START Data extract

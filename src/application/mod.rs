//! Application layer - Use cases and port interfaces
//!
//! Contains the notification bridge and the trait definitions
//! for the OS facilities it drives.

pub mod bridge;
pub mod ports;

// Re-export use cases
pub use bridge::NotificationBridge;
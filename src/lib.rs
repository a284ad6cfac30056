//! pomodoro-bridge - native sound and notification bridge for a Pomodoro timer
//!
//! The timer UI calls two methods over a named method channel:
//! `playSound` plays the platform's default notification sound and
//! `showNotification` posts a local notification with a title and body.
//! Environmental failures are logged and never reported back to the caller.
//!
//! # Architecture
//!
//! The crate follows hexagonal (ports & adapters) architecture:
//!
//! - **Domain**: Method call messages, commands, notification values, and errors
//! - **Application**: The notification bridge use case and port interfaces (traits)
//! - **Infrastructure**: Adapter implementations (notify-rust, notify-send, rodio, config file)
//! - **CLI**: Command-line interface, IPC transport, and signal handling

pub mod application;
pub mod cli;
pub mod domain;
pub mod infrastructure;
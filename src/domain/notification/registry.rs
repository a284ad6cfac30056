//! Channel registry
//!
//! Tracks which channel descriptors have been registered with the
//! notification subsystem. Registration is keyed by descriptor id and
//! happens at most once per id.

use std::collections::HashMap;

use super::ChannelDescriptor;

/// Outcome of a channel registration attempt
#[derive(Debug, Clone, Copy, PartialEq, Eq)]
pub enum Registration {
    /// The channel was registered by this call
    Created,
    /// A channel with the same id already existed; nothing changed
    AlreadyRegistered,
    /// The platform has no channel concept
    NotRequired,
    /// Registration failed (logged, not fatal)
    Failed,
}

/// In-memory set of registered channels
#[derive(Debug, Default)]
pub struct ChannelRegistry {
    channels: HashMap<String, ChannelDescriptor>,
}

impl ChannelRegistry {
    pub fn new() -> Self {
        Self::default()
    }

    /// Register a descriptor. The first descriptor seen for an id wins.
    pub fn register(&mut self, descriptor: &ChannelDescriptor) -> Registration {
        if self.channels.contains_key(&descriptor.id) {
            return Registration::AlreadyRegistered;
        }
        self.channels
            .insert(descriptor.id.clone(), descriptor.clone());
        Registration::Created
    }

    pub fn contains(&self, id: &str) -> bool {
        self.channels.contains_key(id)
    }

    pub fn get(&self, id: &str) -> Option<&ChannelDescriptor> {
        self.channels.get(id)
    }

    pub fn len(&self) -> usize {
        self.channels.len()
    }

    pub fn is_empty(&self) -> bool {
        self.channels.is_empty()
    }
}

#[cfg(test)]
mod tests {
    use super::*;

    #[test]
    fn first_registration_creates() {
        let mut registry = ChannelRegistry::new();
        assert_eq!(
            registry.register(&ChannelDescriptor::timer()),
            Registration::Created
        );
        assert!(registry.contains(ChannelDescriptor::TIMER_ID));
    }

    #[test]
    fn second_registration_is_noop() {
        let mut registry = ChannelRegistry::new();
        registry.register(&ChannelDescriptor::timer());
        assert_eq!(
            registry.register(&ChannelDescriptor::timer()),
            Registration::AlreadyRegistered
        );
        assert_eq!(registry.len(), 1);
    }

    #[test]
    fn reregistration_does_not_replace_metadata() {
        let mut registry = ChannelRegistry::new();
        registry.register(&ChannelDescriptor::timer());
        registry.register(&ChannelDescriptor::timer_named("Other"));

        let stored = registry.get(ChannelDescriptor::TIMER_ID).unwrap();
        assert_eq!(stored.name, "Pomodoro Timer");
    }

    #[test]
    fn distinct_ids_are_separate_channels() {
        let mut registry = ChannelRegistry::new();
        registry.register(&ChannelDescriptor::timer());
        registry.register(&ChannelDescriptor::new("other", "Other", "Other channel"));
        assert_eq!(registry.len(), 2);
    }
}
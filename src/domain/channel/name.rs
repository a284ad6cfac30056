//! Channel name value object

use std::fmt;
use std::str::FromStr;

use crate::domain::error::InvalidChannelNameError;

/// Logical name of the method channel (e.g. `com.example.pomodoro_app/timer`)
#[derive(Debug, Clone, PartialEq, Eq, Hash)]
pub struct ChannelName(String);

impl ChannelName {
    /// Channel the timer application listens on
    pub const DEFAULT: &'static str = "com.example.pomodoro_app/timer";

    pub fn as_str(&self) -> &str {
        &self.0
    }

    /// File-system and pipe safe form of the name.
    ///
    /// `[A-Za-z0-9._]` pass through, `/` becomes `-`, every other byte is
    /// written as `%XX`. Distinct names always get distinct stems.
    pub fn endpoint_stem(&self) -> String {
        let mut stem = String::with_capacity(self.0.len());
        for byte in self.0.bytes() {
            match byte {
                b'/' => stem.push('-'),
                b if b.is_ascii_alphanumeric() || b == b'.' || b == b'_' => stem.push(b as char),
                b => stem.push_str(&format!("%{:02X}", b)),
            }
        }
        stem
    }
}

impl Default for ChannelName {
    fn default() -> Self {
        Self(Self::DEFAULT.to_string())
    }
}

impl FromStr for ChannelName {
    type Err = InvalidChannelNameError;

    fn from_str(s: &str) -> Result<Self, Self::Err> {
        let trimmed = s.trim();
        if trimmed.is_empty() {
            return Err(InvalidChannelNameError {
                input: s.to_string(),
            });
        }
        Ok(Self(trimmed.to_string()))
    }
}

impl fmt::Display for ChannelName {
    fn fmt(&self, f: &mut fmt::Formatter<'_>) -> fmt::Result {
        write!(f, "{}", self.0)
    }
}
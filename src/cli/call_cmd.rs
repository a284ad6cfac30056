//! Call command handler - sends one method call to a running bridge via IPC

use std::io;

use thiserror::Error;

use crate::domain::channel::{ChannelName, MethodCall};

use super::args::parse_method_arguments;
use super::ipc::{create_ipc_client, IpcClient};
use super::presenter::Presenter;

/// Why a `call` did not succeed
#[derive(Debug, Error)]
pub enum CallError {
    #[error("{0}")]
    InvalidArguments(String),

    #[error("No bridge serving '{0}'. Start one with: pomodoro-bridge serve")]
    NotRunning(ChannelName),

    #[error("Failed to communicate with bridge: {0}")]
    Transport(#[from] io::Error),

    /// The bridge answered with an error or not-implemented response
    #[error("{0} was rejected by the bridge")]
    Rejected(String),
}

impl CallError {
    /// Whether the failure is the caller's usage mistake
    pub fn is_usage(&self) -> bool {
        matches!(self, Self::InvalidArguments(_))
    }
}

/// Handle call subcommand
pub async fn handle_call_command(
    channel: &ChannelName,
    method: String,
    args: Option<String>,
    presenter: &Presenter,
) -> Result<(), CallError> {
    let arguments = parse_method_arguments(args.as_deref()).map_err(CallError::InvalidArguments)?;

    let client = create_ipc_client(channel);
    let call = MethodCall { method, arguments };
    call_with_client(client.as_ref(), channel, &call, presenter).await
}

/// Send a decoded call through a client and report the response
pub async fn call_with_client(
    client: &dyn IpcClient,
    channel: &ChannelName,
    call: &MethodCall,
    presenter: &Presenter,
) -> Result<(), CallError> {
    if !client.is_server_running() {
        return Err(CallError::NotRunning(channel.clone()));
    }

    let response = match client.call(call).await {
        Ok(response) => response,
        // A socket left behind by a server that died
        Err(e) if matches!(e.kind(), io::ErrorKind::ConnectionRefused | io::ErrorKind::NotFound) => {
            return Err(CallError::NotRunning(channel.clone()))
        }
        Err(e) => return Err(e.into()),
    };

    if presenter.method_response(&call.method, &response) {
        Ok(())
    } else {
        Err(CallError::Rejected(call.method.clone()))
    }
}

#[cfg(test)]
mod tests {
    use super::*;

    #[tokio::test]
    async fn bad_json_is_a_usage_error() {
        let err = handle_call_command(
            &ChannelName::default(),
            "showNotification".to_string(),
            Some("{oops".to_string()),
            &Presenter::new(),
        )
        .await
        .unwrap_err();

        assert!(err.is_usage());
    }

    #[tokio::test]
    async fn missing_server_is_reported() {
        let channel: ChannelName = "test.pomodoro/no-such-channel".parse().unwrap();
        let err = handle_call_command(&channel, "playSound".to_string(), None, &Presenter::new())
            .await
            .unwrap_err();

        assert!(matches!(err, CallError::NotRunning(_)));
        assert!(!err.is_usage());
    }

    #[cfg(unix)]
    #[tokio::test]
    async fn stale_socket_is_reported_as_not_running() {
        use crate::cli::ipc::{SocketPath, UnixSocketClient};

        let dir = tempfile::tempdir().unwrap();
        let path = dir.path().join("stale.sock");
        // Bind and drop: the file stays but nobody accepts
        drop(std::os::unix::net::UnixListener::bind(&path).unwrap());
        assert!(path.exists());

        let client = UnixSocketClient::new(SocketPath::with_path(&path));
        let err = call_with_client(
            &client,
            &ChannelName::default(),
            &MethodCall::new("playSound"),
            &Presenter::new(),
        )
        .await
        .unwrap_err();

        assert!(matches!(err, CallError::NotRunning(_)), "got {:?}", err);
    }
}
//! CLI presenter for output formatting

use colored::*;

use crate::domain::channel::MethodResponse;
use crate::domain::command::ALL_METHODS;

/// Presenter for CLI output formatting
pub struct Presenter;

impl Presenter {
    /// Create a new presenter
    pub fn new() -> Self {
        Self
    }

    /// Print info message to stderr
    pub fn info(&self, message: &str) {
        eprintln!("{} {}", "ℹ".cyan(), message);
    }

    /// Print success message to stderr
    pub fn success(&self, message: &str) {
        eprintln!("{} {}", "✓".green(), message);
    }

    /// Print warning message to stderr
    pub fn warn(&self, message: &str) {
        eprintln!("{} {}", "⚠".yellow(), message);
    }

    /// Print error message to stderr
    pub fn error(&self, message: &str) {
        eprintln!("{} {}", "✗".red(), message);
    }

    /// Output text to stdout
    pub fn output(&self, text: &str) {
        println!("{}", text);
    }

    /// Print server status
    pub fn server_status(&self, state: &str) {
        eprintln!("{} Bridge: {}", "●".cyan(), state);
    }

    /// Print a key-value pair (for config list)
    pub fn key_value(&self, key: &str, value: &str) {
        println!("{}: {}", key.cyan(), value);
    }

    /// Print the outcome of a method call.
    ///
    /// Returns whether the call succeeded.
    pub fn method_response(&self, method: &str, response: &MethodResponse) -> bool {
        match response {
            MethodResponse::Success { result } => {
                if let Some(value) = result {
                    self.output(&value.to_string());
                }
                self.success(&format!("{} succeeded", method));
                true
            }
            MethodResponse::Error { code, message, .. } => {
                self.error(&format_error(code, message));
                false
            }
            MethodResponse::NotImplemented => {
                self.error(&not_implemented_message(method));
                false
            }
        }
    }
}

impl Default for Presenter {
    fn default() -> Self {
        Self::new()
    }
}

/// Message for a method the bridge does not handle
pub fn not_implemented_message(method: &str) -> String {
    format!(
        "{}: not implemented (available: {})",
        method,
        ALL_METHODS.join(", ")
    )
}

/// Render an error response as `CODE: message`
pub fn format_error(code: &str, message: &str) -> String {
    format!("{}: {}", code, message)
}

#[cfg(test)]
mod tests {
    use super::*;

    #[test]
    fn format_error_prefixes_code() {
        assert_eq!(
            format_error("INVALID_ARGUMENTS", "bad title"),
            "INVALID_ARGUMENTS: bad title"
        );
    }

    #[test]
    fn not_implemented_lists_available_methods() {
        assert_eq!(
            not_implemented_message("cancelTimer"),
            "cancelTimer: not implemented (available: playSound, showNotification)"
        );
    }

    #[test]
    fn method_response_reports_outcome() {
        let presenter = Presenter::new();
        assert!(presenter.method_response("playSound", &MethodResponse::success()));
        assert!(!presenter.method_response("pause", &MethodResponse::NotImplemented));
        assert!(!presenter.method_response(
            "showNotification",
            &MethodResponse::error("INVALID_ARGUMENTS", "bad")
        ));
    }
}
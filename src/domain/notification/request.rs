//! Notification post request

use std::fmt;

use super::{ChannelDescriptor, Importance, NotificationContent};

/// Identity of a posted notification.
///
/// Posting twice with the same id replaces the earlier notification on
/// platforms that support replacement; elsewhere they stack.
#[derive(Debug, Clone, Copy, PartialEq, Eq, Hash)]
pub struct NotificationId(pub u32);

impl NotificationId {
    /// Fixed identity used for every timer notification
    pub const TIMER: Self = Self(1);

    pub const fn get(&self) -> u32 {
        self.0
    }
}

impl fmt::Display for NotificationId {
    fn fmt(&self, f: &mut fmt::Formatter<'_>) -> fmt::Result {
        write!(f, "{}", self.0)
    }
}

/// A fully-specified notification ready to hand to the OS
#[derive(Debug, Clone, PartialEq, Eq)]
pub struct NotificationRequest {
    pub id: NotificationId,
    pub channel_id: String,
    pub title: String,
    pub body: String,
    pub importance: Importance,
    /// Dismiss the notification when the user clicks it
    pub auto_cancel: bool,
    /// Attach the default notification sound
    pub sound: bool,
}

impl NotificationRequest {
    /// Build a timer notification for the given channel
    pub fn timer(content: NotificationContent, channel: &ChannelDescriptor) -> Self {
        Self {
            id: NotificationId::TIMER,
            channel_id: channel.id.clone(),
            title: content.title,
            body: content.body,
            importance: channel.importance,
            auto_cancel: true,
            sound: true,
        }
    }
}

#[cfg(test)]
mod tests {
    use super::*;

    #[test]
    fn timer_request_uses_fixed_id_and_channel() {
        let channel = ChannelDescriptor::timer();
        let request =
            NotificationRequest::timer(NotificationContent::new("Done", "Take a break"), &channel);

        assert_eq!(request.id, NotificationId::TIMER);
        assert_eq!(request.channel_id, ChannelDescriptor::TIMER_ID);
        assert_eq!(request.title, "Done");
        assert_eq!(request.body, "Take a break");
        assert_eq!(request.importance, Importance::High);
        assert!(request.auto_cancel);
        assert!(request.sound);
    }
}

END Data extract

Give back every line of the listing where the word "interfaces" shows up.

//! Application layer - Use cases and port interfaces
//! - **Application**: The notification bridge use case and port interfaces (traits)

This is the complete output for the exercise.